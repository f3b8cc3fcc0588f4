// src/config.rs
use anyhow::{ensure, Context, Result};
use nalgebra::Vector3;
use serde::{Deserialize, Serialize};
use std::path::{Path, PathBuf};

#[derive(Debug, Clone, PartialEq, Serialize, Deserialize)]
#[serde(default)]
pub struct HandTrackingConfig {
    /// Pinch strength at or above which a finger counts as pinching.
    pub pinch_threshold: f32,
    /// Tracking confidence at or above which a finger or hand is high confidence.
    pub high_confidence_threshold: f32,
    /// Seconds between simulated frames.
    pub frame_interval: f64,
    /// Seconds between simulated tracking dropouts; 0 disables them.
    pub dropout_period: f64,
    pub dropout_duration: f64,
    /// Palm center shift in wrist space, right-hand convention.
    pub palm_offset: [f32; 3],
    /// Pointer origin relative to the wrist, right-hand convention.
    pub pointer_offset: [f32; 3],
    pub enable_kalman: bool,
    /// Frames kept by a recorder; 0 keeps everything.
    pub max_recorded_frames: usize,
    pub output_directory: PathBuf,
}

impl Default for HandTrackingConfig {
    fn default() -> Self {
        Self {
            pinch_threshold: 0.8,
            high_confidence_threshold: 0.7,
            frame_interval: 0.033,
            dropout_period: 10.0,
            dropout_duration: 1.0,
            palm_offset: [0.0, -0.01, 0.0],
            pointer_offset: [0.0, 0.0, 0.06],
            enable_kalman: true,
            max_recorded_frames: 0,
            output_directory: directories::UserDirs::new()
                .and_then(|dirs| dirs.document_dir().map(|p| p.join("HandState")))
                .unwrap_or_else(|| PathBuf::from("./output")),
        }
    }
}

impl HandTrackingConfig {
    pub fn from_file(path: impl AsRef<Path>) -> Result<Self> {
        let path = path.as_ref();
        let text = std::fs::read_to_string(path)
            .with_context(|| format!("Failed to read config {}", path.display()))?;
        let config: Self = serde_json::from_str(&text)
            .with_context(|| format!("Invalid config {}", path.display()))?;
        config.validate()?;
        tracing::info!("Loaded hand tracking config from {}", path.display());
        Ok(config)
    }

    pub fn validate(&self) -> Result<()> {
        ensure!(
            (0.0..=1.0).contains(&self.pinch_threshold),
            "pinch_threshold must lie in [0, 1], got {}",
            self.pinch_threshold
        );
        ensure!(
            (0.0..=1.0).contains(&self.high_confidence_threshold),
            "high_confidence_threshold must lie in [0, 1], got {}",
            self.high_confidence_threshold
        );
        ensure!(
            self.frame_interval > 0.0,
            "frame_interval must be positive, got {}",
            self.frame_interval
        );
        ensure!(
            self.dropout_period >= 0.0 && self.dropout_duration >= 0.0,
            "dropout timings must not be negative"
        );
        ensure!(
            self.dropout_period == 0.0 || self.dropout_duration < self.dropout_period,
            "dropout_duration must be shorter than dropout_period"
        );
        Ok(())
    }

    pub fn palm_offset(&self) -> Vector3<f32> {
        Vector3::from(self.palm_offset)
    }

    pub fn pointer_offset(&self) -> Vector3<f32> {
        Vector3::from(self.pointer_offset)
    }
}

#[cfg(test)]
mod tests {
    use super::*;
    use std::io::Write;

    #[test]
    fn test_default_is_valid() {
        assert!(HandTrackingConfig::default().validate().is_ok());
    }

    #[test]
    fn test_partial_file_falls_back_to_defaults() {
        let mut file = tempfile::NamedTempFile::new().unwrap();
        write!(file, r#"{{ "pinch_threshold": 0.9, "dropout_period": 0.0 }}"#).unwrap();

        let config = HandTrackingConfig::from_file(file.path()).unwrap();
        assert_eq!(config.pinch_threshold, 0.9);
        assert_eq!(config.dropout_period, 0.0);
        assert_eq!(config.frame_interval, 0.033);
    }

    #[test]
    fn test_rejects_out_of_range_threshold() {
        let mut file = tempfile::NamedTempFile::new().unwrap();
        write!(file, r#"{{ "pinch_threshold": 1.5 }}"#).unwrap();

        let err = HandTrackingConfig::from_file(file.path()).unwrap_err();
        assert!(err.to_string().contains("pinch_threshold"));
    }

    #[test]
    fn test_missing_file_is_an_error() {
        assert!(HandTrackingConfig::from_file("/nonexistent/hand_state.json").is_err());
    }

    #[test]
    fn test_dropout_must_be_shorter_than_period() {
        let config = HandTrackingConfig {
            dropout_period: 2.0,
            dropout_duration: 2.0,
            ..HandTrackingConfig::default()
        };
        let err = config.validate().unwrap_err();
        assert!(err.to_string().contains("dropout_duration"));

        let disabled = HandTrackingConfig {
            dropout_period: 0.0,
            dropout_duration: 5.0,
            ..HandTrackingConfig::default()
        };
        assert!(disabled.validate().is_ok());
    }
}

▸ **Problem to solve**
Every line of the material that includes the word "Result" needs to be copied.

▸ **Task output**
use anyhow::{ensure, Context, Result};
    pub fn from_file(path: impl AsRef<Path>) -> Result<Self> {
    pub fn validate(&self) -> Result<()> {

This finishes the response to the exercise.